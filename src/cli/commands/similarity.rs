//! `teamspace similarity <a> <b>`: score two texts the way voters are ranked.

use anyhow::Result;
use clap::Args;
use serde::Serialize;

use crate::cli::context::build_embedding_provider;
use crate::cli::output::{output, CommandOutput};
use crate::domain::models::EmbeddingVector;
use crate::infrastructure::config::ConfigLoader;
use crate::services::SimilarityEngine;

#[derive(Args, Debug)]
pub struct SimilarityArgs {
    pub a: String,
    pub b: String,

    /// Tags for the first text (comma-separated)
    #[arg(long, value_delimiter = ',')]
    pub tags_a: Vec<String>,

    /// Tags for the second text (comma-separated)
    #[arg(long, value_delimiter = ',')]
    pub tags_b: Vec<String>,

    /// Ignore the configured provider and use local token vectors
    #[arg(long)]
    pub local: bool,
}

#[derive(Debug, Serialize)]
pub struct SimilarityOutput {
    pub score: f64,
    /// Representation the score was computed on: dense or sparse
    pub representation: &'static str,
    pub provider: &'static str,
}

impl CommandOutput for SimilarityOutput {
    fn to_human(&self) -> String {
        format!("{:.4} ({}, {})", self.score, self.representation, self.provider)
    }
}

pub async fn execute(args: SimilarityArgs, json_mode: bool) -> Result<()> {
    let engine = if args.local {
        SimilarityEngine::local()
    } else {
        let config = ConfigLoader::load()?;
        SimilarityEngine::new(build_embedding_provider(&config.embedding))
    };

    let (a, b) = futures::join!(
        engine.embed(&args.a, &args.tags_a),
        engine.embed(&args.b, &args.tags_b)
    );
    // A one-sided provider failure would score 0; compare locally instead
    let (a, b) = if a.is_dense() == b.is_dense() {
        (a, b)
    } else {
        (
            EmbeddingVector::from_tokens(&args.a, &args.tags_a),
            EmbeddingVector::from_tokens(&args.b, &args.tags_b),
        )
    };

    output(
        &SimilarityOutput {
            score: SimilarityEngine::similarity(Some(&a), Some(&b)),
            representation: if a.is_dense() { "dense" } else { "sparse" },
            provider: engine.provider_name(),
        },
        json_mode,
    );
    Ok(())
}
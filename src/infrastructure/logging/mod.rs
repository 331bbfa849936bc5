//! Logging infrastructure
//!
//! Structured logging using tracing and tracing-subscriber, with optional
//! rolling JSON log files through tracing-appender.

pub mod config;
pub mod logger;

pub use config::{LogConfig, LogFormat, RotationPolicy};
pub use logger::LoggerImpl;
--
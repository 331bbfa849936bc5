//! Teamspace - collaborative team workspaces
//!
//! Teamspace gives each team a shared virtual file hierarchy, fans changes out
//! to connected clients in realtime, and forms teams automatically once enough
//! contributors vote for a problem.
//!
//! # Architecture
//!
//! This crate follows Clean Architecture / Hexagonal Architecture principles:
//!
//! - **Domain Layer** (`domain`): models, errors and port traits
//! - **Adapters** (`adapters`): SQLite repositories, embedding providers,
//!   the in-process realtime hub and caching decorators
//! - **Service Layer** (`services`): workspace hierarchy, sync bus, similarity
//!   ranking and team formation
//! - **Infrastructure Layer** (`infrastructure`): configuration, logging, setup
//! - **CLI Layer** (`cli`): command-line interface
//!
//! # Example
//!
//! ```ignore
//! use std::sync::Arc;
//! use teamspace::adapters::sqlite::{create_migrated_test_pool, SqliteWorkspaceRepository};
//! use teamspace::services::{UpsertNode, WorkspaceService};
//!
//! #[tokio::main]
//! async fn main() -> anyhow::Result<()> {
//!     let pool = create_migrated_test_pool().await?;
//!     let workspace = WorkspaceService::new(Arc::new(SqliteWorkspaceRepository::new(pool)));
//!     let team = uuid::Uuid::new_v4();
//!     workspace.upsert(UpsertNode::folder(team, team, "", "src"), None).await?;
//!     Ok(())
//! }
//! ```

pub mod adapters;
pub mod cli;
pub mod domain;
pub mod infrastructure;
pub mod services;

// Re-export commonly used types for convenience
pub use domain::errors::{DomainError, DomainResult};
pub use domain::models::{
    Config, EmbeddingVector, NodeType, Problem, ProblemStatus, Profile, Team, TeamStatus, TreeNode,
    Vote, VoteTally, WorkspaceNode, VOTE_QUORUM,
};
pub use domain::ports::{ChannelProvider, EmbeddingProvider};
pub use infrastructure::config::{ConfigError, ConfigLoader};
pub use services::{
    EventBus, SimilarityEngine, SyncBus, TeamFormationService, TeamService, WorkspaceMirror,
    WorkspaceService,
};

DESCRIPTION OF THE TASK: From the lines above, copy those that contain the word "ConfigLoader".

EXERCISE SOLUTION:
use crate::infrastructure::config::ConfigLoader;
        let config = ConfigLoader::load()?;
pub use infrastructure::config::{ConfigError, ConfigLoader};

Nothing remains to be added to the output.